■ **Goal of the exercise**
Copy each line of the entries that includes the word "TaskComplete".

■ **Recorded data**
// ABOUTME: Typed log events pushed to task streams, modelled as a tagged union
// ABOUTME: Builds connection, tool, analysis, file-stream and completion payloads with icons and timestamps
//
// SPDX-License-Identifier: MIT OR Apache-2.0
// Copyright (c) 2025 Pierre Fitness Intelligence

//! Log event payloads.
//!
//! Every event shares the base fields (`taskId`, `message`, `timestamp`,
//! `icon`) and carries a `type` tag selecting one of the variants of
//! [`EventPayload`]. Serialized with `serde_json`, an event looks like:
//!
//! ```json
//! {"type":"TOOL_START","toolName":"readFile","filePath":"src/main.rs",
//!  "status":"RUNNING","taskId":"task-1","message":"Reading file",
//!  "timestamp":"2025-01-01 12:00:00","icon":"📖"}
//! ```

use super::icons::{analysis_icon, tool_icon, AnalysisStep};
use crate::constants::{limits, time_formats};
use serde::Serialize;

/// Execution status of a tool event
#[derive(Debug, Clone, Copy, PartialEq, Eq, Serialize)]
#[serde(rename_all = "SCREAMING_SNAKE_CASE")]
pub enum ToolStatus {
    /// The tool call is planned but has not started
    Planning,
    /// The tool is running
    Running,
    /// The tool finished successfully
    Success,
    /// The tool failed
    Error,
}

/// Status of a file-stream event
#[derive(Debug, Clone, Copy, PartialEq, Eq, Serialize)]
#[serde(rename_all = "SCREAMING_SNAKE_CASE")]
pub enum FileStatus {
    /// The file was created
    Created,
    /// Content is being written
    Writing,
    /// All content was written
    Complete,
    /// Writing failed
    Error,
}

/// Fields carried by tool events
#[derive(Debug, Clone, PartialEq, Eq, Serialize)]
#[serde(rename_all = "camelCase")]
pub struct ToolDetails {
    /// Wire name of the tool
    pub tool_name: String,
    /// File the tool operates on
    pub file_path: String,
    /// Execution status
    pub status: ToolStatus,
    /// Execution time in milliseconds
    #[serde(skip_serializing_if = "Option::is_none")]
    pub execution_time: Option<u64>,
    /// Description of the step the tool call belongs to
    #[serde(skip_serializing_if = "Option::is_none")]
    pub description: Option<String>,
    /// Extra detail, such as the reason for the call
    #[serde(skip_serializing_if = "Option::is_none")]
    pub details: Option<String>,
}

/// Fields carried by analysis events
#[derive(Debug, Clone, PartialEq, Eq, Serialize)]
#[serde(rename_all = "camelCase")]
pub struct AnalysisDetails {
    /// Name of the analysis step
    pub step_name: String,
    /// What the step is doing
    pub description: String,
    /// Caller-defined step status
    pub status: String,
}

/// Fields carried by file-stream events
#[derive(Debug, Clone, PartialEq, Serialize)]
#[serde(rename_all = "camelCase")]
pub struct FileStreamDetails {
    /// Path of the file being written
    pub file_path: String,
    /// Write status
    pub status: FileStatus,
    /// Total size in bytes
    #[serde(skip_serializing_if = "Option::is_none")]
    pub total_bytes: Option<u64>,
    /// Bytes written so far
    #[serde(skip_serializing_if = "Option::is_none")]
    pub written_bytes: Option<u64>,
    /// Progress percentage in `0.0..=100.0`
    #[serde(skip_serializing_if = "Option::is_none")]
    pub progress_percent: Option<f64>,
    /// Content of the chunk just written
    #[serde(skip_serializing_if = "Option::is_none")]
    pub content_chunk: Option<String>,
    /// Index of the chunk just written
    #[serde(skip_serializing_if = "Option::is_none")]
    pub chunk_index: Option<u32>,
    /// Execution time in milliseconds
    #[serde(skip_serializing_if = "Option::is_none")]
    pub execution_time: Option<u64>,
}

impl FileStreamDetails {
    fn new(file_path: &str, status: FileStatus) -> Self {
        Self {
            file_path: file_path.to_owned(),
            status,
            total_bytes: None,
            written_bytes: None,
            progress_percent: None,
            content_chunk: None,
            chunk_index: None,
            execution_time: None,
        }
    }
}

/// Variant part of a log event; the variant name is the wire `type`
#[derive(Debug, Clone, PartialEq, Serialize)]
#[serde(tag = "type", rename_all = "SCREAMING_SNAKE_CASE")]
pub enum EventPayload {
    /// Stream established
    Connection,
    /// A tool started
    ToolStart(ToolDetails),
    /// A tool finished successfully
    ToolSuccess(ToolDetails),
    /// A tool failed
    ToolError(ToolDetails),
    /// A tool call is about to be made, with the reasoning behind it
    ToolExecutionSummary(ToolDetails),
    /// Progress of a named analysis step
    AnalysisStep(AnalysisDetails),
    /// Analysis of the user's request started
    TaskAnalysisStart(AnalysisDetails),
    /// An execution plan was produced
    ExecutionPlan(AnalysisDetails),
    /// A file was created
    FileCreated(FileStreamDetails),
    /// A chunk of content was written to a file
    FileContentChunk(FileStreamDetails),
    /// Byte-level write progress
    FileWriteProgress(FileStreamDetails),
    /// A file was fully written
    FileWriteComplete(FileStreamDetails),
    /// Writing a file failed
    FileWriteError(FileStreamDetails),
    /// The whole task finished
    TaskComplete,
}

impl EventPayload {
    /// Wire name of the event kind
    #[must_use]
    pub const fn kind(&self) -> &'static str {
        match self {
            Self::Connection => "CONNECTION",
            Self::ToolStart(_) => "TOOL_START",
            Self::ToolSuccess(_) => "TOOL_SUCCESS",
            Self::ToolError(_) => "TOOL_ERROR",
            Self::ToolExecutionSummary(_) => "TOOL_EXECUTION_SUMMARY",
            Self::AnalysisStep(_) => "ANALYSIS_STEP",
            Self::TaskAnalysisStart(_) => "TASK_ANALYSIS_START",
            Self::ExecutionPlan(_) => "EXECUTION_PLAN",
            Self::FileCreated(_) => "FILE_CREATED",
            Self::FileContentChunk(_) => "FILE_CONTENT_CHUNK",
            Self::FileWriteProgress(_) => "FILE_WRITE_PROGRESS",
            Self::FileWriteComplete(_) => "FILE_WRITE_COMPLETE",
            Self::FileWriteError(_) => "FILE_WRITE_ERROR",
            Self::TaskComplete => "TASK_COMPLETE",
        }
    }
}

/// A single immutable log event addressed to one task
#[derive(Debug, Clone, PartialEq, Serialize)]
#[serde(rename_all = "camelCase")]
pub struct LogEvent {
    #[serde(flatten)]
    payload: EventPayload,
    task_id: String,
    message: String,
    timestamp: String,
    icon: String,
}

impl LogEvent {
    fn new(
        task_id: &str,
        payload: EventPayload,
        message: impl Into<String>,
        icon: &str,
    ) -> Self {
        Self {
            payload,
            task_id: task_id.to_owned(),
            message: message.into(),
            timestamp: current_timestamp(),
            icon: icon.to_owned(),
        }
    }

    /// Variant payload
    #[must_use]
    pub const fn payload(&self) -> &EventPayload {
        &self.payload
    }

    /// Wire name of the event kind
    #[must_use]
    pub const fn kind(&self) -> &'static str {
        self.payload.kind()
    }

    /// Task this event belongs to
    #[must_use]
    pub fn task_id(&self) -> &str {
        &self.task_id
    }

    /// Human-readable message
    #[must_use]
    pub fn message(&self) -> &str {
        &self.message
    }

    /// Local time the event was built at, `yyyy-MM-dd HH:mm:ss`
    #[must_use]
    pub fn timestamp(&self) -> &str {
        &self.timestamp
    }

    /// Emoji icon
    #[must_use]
    pub fn icon(&self) -> &str {
        &self.icon
    }

    /// Stream established
    #[must_use]
    pub fn connection(task_id: &str) -> Self {
        Self::new(
            task_id,
            EventPayload::Connection,
            "SSE connection established",
            "🔗",
        )
    }

    /// A tool started running against `file_path`
    #[must_use]
    pub fn tool_start(task_id: &str, tool_name: &str, file_path: &str, message: &str) -> Self {
        let details = tool_details(tool_name, file_path, ToolStatus::Running, None);
        Self::new(
            task_id,
            EventPayload::ToolStart(details),
            message,
            tool_icon(tool_name),
        )
    }

    /// A tool finished successfully
    #[must_use]
    pub fn tool_success(
        task_id: &str,
        tool_name: &str,
        file_path: &str,
        message: &str,
        execution_time_ms: u64,
    ) -> Self {
        let details = tool_details(
            tool_name,
            file_path,
            ToolStatus::Success,
            Some(execution_time_ms),
        );
        Self::new(
            task_id,
            EventPayload::ToolSuccess(details),
            message,
            tool_icon(tool_name),
        )
    }

    /// A tool failed; always uses the error icon
    #[must_use]
    pub fn tool_error(
        task_id: &str,
        tool_name: &str,
        file_path: &str,
        message: &str,
        execution_time_ms: u64,
    ) -> Self {
        let details = tool_details(
            tool_name,
            file_path,
            ToolStatus::Error,
            Some(execution_time_ms),
        );
        Self::new(task_id, EventPayload::ToolError(details), message, "❌")
    }

    /// A tool call is planned; `summary` says what it will do and `reason` why
    #[must_use]
    pub fn tool_execution_summary(
        task_id: &str,
        tool_name: &str,
        file_path: &str,
        summary: &str,
        reason: &str,
    ) -> Self {
        let details = ToolDetails {
            description: Some(summary.to_owned()),
            details: Some(reason.to_owned()),
            ..tool_details(tool_name, file_path, ToolStatus::Planning, None)
        };
        Self::new(
            task_id,
            EventPayload::ToolExecutionSummary(details),
            format!("Preparing to execute tool: {tool_name}"),
            tool_icon(tool_name),
        )
    }

    /// Progress of a named analysis step; the description doubles as the message
    #[must_use]
    pub fn analysis_step(task_id: &str, step_name: &str, description: &str, status: &str) -> Self {
        let details = AnalysisDetails {
            step_name: step_name.to_owned(),
            description: description.to_owned(),
            status: status.to_owned(),
        };
        Self::new(
            task_id,
            EventPayload::AnalysisStep(details),
            description,
            analysis_icon(step_name),
        )
    }

    /// Analysis of the user's request started; long requests are truncated in the description
    #[must_use]
    pub fn task_analysis_start(task_id: &str, user_message: &str) -> Self {
        let details = AnalysisDetails {
            step_name: AnalysisStep::TaskAnalysis.name().to_owned(),
            description: format!("Analyzing user request: {}", preview(user_message)),
            status: "ANALYZING".to_owned(),
        };
        Self::new(
            task_id,
            EventPayload::TaskAnalysisStart(details),
            "AI is analyzing your request...",
            AnalysisStep::TaskAnalysis.icon(),
        )
    }

    /// An execution plan was generated
    #[must_use]
    pub fn execution_plan(task_id: &str, plan_summary: &str) -> Self {
        let details = AnalysisDetails {
            step_name: AnalysisStep::ExecutionPlan.name().to_owned(),
            description: plan_summary.to_owned(),
            status: "COMPLETED".to_owned(),
        };
        Self::new(
            task_id,
            EventPayload::ExecutionPlan(details),
            "Execution plan generated",
            AnalysisStep::ExecutionPlan.icon(),
        )
    }

    /// The whole task finished
    #[must_use]
    pub fn task_complete(task_id: &str) -> Self {
        Self::new(
            task_id,
            EventPayload::TaskComplete,
            "Task execution completed",
            "🎉",
        )
    }

    /// A file was created
    #[must_use]
    pub fn file_created(task_id: &str, file_path: &str, message: &str) -> Self {
        Self::new(
            task_id,
            EventPayload::FileCreated(FileStreamDetails::new(file_path, FileStatus::Created)),
            message,
            "📄",
        )
    }

    /// A chunk of content was written
    #[must_use]
    pub fn file_content_chunk(
        task_id: &str,
        file_path: &str,
        chunk: &str,
        chunk_index: u32,
        total_bytes: u64,
        written_bytes: u64,
    ) -> Self {
        let details = FileStreamDetails {
            total_bytes: Some(total_bytes),
            written_bytes: Some(written_bytes),
            content_chunk: Some(chunk.to_owned()),
            chunk_index: Some(chunk_index),
            ..FileStreamDetails::new(file_path, FileStatus::Writing)
        };
        Self::new(
            task_id,
            EventPayload::FileContentChunk(details),
            format!("Writing chunk {chunk_index} ({written_bytes}/{total_bytes} bytes)"),
            "✏️",
        )
    }

    /// Byte-level write progress
    #[must_use]
    pub fn file_write_progress(
        task_id: &str,
        file_path: &str,
        total_bytes: u64,
        written_bytes: u64,
        progress_percent: f64,
    ) -> Self {
        let details = FileStreamDetails {
            total_bytes: Some(total_bytes),
            written_bytes: Some(written_bytes),
            progress_percent: Some(progress_percent),
            ..FileStreamDetails::new(file_path, FileStatus::Writing)
        };
        Self::new(
            task_id,
            EventPayload::FileWriteProgress(details),
            format!("Write progress: {progress_percent:.1}% ({written_bytes}/{total_bytes} bytes)"),
            "📊",
        )
    }

    /// A file was fully written; written and total bytes are both `total_bytes`
    #[must_use]
    pub fn file_write_complete(
        task_id: &str,
        file_path: &str,
        total_bytes: u64,
        execution_time_ms: u64,
    ) -> Self {
        let details = FileStreamDetails {
            total_bytes: Some(total_bytes),
            written_bytes: Some(total_bytes),
            progress_percent: Some(100.0),
            execution_time: Some(execution_time_ms),
            ..FileStreamDetails::new(file_path, FileStatus::Complete)
        };
        Self::new(
            task_id,
            EventPayload::FileWriteComplete(details),
            format!("File write complete ({total_bytes} bytes, {execution_time_ms}ms)"),
            "✅",
        )
    }

    /// Writing a file failed
    #[must_use]
    pub fn file_write_error(
        task_id: &str,
        file_path: &str,
        error_message: &str,
        execution_time_ms: u64,
    ) -> Self {
        let details = FileStreamDetails {
            execution_time: Some(execution_time_ms),
            ..FileStreamDetails::new(file_path, FileStatus::Error)
        };
        Self::new(
            task_id,
            EventPayload::FileWriteError(details),
            format!("File write failed: {error_message}"),
            "❌",
        )
    }
}

fn tool_details(
    tool_name: &str,
    file_path: &str,
    status: ToolStatus,
    execution_time: Option<u64>,
) -> ToolDetails {
    ToolDetails {
        tool_name: tool_name.to_owned(),
        file_path: file_path.to_owned(),
        status,
        execution_time,
        description: None,
        details: None,
    }
}

/// First characters of a user message, with an ellipsis when cut
fn preview(message: &str) -> String {
    let limit = limits::USER_MESSAGE_PREVIEW_CHARS;
    if message.chars().count() > limit {
        let head: String = message.chars().take(limit).collect();
        format!("{head}...")
    } else {
        message.to_owned()
    }
}

fn current_timestamp() -> String {
    chrono::Local::now()
        .format(time_formats::LOG_TIMESTAMP_FORMAT)
        .to_string()
}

■ **Exercise answer**
    TaskComplete,
            Self::TaskComplete => "TASK_COMPLETE",
            EventPayload::TaskComplete,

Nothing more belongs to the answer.